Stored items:
◇ ◇ ◇ ◇ ◇

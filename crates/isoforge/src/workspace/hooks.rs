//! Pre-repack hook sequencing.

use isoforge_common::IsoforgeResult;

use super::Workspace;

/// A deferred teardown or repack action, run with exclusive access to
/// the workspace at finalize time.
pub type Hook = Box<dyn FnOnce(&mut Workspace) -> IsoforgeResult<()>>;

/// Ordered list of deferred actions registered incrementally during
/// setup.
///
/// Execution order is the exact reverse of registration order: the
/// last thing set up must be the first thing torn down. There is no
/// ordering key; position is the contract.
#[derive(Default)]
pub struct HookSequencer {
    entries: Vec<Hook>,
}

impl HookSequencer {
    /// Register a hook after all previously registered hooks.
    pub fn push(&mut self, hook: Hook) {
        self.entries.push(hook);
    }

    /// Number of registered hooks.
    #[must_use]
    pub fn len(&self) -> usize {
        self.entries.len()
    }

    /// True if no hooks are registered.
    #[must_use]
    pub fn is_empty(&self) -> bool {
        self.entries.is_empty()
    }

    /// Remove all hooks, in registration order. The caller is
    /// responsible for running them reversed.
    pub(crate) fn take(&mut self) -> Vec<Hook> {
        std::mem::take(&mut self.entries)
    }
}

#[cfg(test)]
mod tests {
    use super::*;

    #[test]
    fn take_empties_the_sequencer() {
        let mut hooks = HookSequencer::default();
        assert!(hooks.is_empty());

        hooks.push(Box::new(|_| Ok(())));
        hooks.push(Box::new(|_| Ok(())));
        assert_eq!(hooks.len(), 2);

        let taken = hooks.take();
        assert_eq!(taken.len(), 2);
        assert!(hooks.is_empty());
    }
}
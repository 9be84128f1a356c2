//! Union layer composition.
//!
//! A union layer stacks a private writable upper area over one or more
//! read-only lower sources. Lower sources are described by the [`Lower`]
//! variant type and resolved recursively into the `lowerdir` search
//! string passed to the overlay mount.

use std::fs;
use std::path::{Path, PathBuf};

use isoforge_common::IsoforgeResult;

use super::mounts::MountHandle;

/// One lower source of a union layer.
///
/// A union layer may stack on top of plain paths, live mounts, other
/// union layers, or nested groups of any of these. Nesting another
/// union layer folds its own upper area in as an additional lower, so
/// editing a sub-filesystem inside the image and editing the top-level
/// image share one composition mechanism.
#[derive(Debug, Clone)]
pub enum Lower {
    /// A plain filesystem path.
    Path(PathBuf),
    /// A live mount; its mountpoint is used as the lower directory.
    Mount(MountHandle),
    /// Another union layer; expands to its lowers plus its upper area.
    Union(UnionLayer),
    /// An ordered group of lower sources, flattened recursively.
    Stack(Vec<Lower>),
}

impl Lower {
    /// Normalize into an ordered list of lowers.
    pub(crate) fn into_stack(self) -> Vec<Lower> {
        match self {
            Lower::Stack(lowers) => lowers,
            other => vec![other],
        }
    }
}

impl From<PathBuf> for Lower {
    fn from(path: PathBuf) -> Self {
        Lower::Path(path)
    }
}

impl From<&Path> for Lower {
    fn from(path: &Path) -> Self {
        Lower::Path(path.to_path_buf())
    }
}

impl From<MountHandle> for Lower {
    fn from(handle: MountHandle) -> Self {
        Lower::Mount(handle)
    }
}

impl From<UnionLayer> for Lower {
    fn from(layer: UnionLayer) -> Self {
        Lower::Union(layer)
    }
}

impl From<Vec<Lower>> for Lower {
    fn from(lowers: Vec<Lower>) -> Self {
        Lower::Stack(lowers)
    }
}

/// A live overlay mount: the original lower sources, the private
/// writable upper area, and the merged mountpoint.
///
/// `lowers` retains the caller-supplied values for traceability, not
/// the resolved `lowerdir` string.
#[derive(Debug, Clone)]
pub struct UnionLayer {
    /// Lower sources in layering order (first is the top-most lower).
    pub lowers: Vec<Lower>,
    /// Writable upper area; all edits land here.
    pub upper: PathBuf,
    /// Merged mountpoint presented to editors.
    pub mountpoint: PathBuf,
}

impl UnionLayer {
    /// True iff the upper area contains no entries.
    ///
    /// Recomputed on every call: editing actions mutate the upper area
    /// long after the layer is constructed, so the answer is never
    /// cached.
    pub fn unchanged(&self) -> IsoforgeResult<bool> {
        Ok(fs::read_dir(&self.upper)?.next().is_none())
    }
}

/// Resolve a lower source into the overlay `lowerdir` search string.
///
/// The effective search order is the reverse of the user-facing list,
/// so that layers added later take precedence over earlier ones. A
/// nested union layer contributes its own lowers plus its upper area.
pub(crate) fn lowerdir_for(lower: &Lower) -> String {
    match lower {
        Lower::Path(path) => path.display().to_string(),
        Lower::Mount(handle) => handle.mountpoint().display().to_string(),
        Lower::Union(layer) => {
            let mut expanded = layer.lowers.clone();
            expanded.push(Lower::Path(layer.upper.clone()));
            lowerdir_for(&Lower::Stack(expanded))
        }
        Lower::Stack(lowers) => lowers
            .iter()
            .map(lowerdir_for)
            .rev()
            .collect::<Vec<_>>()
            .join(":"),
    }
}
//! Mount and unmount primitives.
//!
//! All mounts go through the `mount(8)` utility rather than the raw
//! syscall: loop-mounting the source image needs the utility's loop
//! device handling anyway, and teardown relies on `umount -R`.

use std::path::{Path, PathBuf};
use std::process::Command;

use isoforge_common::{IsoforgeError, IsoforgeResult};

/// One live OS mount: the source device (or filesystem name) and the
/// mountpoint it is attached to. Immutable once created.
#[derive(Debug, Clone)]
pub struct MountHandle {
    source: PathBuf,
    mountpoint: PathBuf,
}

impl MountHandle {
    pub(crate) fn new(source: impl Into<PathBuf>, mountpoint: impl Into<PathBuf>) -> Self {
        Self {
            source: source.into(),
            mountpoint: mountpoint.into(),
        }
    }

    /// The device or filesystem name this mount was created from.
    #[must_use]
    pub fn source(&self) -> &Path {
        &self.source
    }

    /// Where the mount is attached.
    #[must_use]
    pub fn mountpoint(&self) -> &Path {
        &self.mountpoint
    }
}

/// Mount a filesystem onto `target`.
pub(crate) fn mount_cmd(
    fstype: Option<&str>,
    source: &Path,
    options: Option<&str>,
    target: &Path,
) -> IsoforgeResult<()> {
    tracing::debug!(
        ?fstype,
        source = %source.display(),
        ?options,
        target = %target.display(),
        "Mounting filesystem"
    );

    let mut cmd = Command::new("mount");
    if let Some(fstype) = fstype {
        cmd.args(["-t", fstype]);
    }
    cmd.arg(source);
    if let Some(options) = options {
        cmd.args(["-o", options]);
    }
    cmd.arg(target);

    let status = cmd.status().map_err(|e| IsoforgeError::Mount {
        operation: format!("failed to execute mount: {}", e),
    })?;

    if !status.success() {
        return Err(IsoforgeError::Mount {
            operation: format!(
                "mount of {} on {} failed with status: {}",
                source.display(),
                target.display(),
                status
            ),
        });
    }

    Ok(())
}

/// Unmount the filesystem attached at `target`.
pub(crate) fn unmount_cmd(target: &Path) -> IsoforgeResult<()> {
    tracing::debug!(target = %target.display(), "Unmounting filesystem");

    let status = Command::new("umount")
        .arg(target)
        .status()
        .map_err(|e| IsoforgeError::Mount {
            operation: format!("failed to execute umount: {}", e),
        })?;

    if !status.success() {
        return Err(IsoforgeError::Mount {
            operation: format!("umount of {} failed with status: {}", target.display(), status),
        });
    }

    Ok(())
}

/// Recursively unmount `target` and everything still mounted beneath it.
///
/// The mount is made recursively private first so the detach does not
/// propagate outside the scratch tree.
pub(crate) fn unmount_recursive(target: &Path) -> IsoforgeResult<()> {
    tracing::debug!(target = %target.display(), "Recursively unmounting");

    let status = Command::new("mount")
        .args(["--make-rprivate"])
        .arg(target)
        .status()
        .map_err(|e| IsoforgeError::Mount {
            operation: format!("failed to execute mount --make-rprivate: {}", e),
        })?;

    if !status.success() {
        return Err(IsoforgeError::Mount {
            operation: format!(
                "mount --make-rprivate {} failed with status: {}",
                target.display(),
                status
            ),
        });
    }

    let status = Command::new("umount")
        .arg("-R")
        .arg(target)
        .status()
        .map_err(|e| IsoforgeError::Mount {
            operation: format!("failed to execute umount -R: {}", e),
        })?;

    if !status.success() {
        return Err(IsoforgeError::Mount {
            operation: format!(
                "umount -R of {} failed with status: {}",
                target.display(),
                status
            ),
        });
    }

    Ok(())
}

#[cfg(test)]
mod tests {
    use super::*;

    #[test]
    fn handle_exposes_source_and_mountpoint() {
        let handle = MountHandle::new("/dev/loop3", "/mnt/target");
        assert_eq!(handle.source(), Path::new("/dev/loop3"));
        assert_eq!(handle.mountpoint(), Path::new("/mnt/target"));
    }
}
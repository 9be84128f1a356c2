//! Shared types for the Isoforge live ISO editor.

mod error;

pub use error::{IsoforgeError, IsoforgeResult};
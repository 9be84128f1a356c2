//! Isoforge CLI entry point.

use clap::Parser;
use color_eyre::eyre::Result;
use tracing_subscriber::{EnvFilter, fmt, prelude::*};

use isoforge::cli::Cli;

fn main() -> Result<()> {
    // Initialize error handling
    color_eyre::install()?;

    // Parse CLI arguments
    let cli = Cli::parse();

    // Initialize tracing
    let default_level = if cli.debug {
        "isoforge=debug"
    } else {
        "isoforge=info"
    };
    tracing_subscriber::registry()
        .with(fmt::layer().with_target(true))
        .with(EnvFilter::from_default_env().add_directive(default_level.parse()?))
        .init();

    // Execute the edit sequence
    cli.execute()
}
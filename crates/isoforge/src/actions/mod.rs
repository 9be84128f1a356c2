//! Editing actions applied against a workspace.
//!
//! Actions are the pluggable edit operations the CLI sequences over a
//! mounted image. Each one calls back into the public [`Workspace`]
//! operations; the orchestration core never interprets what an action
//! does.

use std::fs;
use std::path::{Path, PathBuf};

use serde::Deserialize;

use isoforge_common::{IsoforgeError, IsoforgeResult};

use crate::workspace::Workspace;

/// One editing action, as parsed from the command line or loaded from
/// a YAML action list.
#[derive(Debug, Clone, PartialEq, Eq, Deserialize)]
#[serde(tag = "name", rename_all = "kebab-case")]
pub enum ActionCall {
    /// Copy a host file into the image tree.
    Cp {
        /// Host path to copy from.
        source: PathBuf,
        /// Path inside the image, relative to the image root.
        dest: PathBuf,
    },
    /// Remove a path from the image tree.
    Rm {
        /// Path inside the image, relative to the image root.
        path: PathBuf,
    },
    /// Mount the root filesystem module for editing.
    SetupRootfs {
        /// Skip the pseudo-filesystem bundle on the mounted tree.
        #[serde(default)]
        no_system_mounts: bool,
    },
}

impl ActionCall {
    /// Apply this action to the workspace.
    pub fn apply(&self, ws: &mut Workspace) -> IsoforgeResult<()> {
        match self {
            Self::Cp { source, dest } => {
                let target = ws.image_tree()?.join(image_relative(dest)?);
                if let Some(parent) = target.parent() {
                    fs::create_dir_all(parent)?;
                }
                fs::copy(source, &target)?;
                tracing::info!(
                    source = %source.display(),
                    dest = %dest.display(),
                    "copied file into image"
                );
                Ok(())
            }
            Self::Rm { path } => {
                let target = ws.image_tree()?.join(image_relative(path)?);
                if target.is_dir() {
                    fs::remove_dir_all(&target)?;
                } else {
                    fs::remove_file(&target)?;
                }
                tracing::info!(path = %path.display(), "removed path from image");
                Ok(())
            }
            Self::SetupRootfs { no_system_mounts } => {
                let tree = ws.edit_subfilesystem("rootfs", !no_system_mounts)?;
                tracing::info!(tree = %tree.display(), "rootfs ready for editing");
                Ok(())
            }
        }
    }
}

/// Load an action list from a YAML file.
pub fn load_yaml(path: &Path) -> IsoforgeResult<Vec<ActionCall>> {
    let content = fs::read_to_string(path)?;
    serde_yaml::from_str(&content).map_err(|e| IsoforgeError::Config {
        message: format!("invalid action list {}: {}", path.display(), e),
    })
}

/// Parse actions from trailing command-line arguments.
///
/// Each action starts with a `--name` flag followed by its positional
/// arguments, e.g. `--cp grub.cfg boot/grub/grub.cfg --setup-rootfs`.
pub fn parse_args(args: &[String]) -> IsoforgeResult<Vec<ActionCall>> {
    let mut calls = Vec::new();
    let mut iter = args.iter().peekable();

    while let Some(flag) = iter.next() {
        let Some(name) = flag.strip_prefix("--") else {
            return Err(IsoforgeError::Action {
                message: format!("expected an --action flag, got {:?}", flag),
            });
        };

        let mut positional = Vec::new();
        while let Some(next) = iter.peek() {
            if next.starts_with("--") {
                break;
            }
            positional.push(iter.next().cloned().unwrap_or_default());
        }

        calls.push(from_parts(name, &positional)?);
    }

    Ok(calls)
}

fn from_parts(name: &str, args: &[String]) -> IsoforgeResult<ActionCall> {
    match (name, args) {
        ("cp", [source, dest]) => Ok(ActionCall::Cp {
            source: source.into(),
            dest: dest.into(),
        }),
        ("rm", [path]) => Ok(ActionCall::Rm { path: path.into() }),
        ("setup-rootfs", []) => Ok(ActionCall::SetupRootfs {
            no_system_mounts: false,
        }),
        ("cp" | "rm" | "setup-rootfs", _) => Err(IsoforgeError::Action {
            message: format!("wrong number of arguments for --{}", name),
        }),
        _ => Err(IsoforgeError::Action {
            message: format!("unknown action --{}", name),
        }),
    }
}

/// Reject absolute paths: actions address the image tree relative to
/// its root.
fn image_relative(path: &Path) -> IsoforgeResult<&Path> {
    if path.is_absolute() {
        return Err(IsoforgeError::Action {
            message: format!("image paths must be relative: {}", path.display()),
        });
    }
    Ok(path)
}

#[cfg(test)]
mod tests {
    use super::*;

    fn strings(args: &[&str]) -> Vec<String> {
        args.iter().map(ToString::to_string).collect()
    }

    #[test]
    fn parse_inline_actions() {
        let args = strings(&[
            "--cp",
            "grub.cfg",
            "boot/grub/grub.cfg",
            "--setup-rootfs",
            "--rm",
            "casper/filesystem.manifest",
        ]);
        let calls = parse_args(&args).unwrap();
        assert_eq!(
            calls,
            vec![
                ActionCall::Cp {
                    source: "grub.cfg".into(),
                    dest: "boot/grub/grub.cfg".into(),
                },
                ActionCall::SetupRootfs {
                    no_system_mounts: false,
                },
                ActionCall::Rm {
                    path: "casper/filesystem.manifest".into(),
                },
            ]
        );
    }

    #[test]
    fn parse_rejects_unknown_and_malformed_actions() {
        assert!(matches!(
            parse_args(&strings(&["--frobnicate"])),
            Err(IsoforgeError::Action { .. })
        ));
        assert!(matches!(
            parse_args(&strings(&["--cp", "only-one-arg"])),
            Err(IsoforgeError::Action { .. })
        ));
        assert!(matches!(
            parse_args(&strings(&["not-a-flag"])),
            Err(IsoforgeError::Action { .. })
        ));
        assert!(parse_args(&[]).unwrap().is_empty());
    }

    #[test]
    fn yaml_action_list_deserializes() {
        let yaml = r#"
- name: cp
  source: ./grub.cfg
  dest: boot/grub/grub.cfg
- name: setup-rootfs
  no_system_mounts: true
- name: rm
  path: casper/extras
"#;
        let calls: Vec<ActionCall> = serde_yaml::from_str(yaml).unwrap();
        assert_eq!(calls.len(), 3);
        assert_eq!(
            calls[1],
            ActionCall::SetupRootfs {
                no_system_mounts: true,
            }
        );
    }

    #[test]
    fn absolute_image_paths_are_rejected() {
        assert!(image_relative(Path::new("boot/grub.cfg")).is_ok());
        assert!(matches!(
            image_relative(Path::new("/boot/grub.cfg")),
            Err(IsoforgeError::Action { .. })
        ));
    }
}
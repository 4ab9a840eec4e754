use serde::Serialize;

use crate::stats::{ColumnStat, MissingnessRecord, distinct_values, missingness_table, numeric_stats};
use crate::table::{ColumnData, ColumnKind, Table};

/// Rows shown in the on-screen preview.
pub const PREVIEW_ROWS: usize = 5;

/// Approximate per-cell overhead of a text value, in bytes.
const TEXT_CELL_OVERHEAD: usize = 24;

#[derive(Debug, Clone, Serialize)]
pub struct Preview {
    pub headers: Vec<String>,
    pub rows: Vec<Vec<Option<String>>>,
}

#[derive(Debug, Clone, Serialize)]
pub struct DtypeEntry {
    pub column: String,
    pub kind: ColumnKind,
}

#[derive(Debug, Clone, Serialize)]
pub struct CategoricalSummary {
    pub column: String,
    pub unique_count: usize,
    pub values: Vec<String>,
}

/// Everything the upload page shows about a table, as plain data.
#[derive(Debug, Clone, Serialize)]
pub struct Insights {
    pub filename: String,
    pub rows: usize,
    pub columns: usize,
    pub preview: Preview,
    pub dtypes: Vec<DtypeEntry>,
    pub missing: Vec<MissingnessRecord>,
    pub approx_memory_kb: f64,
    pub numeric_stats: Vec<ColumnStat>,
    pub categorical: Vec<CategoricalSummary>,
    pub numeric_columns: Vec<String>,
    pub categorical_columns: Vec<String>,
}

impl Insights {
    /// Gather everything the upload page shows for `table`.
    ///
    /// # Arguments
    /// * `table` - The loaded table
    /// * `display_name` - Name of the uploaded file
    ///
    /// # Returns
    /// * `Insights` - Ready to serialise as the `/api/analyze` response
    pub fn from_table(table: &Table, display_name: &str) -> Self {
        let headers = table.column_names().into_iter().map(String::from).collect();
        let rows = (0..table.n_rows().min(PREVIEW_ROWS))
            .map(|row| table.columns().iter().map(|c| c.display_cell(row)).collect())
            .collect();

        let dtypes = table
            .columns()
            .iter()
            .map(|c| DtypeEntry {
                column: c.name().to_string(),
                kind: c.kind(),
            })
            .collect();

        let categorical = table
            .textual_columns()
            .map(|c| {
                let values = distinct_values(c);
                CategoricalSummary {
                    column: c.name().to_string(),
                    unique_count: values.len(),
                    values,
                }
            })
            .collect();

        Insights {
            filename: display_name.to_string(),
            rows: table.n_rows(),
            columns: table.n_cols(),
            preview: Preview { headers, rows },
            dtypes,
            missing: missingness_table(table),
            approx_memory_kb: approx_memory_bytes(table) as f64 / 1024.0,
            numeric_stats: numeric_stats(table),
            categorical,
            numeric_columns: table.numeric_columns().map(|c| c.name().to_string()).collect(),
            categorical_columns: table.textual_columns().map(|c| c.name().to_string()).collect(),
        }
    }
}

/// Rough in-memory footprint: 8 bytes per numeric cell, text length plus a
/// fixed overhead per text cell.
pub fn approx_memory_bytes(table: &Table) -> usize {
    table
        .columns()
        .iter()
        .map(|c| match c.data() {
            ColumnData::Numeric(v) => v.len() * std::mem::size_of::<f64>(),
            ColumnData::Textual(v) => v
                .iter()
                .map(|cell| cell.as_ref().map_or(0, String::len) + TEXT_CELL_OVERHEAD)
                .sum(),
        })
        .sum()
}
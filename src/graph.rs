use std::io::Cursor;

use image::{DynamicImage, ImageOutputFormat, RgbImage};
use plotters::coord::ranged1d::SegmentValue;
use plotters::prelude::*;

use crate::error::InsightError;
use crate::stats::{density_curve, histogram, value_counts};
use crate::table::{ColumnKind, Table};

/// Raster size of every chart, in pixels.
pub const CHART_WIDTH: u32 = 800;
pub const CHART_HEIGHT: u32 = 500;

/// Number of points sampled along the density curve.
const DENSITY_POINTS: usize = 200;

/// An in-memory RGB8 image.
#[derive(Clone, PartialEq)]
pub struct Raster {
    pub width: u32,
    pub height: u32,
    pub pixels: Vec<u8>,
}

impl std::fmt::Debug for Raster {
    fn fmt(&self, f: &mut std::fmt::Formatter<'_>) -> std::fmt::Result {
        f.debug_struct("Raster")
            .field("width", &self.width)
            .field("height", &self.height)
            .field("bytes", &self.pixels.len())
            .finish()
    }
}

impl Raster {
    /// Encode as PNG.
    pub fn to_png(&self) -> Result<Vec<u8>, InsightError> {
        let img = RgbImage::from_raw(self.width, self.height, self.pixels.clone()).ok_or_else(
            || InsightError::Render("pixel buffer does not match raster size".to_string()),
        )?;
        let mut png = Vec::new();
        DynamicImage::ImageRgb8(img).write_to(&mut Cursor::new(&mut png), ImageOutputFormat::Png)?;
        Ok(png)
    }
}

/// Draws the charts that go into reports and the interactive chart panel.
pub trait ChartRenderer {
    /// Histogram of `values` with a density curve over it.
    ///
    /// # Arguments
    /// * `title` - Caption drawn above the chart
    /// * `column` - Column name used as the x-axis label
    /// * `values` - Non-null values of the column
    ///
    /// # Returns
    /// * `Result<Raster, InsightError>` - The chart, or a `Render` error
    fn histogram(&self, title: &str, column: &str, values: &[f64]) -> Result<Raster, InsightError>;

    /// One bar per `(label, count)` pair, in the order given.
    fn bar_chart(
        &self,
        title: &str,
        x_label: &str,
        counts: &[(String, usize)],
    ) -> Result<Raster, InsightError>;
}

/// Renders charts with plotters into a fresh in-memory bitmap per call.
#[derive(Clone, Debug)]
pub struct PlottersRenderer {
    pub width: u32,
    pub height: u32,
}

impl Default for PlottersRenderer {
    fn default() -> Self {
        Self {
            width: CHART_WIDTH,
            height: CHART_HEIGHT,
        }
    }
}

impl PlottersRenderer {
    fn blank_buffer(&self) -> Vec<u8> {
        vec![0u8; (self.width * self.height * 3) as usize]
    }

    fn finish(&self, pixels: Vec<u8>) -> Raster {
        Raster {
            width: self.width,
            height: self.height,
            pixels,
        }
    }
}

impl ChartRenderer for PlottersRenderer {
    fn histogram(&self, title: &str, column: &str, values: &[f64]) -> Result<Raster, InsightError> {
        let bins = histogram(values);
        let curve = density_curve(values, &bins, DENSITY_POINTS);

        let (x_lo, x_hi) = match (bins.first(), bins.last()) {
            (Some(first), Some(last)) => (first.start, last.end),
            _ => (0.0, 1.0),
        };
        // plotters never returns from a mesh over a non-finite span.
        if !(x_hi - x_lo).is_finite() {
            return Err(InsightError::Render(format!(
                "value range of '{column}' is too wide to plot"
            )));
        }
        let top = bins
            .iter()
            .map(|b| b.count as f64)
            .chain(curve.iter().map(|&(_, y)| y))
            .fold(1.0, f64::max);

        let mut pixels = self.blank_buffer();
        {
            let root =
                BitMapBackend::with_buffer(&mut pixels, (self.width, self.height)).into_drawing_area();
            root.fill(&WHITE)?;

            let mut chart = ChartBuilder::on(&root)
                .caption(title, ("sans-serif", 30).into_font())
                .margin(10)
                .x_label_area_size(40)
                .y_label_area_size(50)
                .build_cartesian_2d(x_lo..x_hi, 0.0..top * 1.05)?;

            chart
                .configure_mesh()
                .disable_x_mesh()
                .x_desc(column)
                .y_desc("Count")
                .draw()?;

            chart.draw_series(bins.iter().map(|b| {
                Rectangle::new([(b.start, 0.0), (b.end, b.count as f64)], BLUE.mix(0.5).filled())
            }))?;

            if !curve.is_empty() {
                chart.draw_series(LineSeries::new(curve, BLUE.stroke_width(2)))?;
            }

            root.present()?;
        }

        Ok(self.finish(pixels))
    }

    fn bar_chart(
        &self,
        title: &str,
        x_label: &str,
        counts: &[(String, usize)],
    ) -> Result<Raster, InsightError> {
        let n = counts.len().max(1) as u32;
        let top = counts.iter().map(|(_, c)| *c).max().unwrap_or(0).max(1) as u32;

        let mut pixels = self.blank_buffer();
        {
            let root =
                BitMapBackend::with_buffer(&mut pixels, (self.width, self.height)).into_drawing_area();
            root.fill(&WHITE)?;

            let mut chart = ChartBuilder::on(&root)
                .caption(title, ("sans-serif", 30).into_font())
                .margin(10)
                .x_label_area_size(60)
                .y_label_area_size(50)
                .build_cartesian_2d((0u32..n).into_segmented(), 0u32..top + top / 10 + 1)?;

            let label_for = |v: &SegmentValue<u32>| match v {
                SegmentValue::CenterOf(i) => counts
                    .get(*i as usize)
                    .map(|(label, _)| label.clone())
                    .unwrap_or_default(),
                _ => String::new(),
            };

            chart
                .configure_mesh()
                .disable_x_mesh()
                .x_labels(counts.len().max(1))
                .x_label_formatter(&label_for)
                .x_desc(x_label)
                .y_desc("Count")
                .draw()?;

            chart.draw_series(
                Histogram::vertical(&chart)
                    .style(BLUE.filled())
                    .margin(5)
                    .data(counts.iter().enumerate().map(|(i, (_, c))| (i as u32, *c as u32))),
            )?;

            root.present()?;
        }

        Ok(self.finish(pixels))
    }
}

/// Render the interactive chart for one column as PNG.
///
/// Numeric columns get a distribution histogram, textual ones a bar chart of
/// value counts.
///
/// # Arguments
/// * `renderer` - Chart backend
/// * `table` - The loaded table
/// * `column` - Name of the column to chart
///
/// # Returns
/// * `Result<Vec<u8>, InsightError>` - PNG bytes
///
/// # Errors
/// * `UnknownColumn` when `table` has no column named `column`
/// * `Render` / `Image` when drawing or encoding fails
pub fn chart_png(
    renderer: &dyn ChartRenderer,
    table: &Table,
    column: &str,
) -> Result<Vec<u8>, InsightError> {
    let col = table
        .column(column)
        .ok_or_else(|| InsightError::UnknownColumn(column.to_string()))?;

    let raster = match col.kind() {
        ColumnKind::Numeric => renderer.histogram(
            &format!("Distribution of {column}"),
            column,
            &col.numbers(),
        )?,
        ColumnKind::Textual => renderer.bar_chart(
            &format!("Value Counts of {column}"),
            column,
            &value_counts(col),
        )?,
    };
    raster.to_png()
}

◇ ◇ ◇ ◇ ◇

**EXERCISE DIRECTIONS**
Copy all lines of the records in which the string "repack" can be found.

**OUTPUT BELOW**
//! Pre-repack hook sequencing.
/// A deferred teardown or repack action, run with exclusive access to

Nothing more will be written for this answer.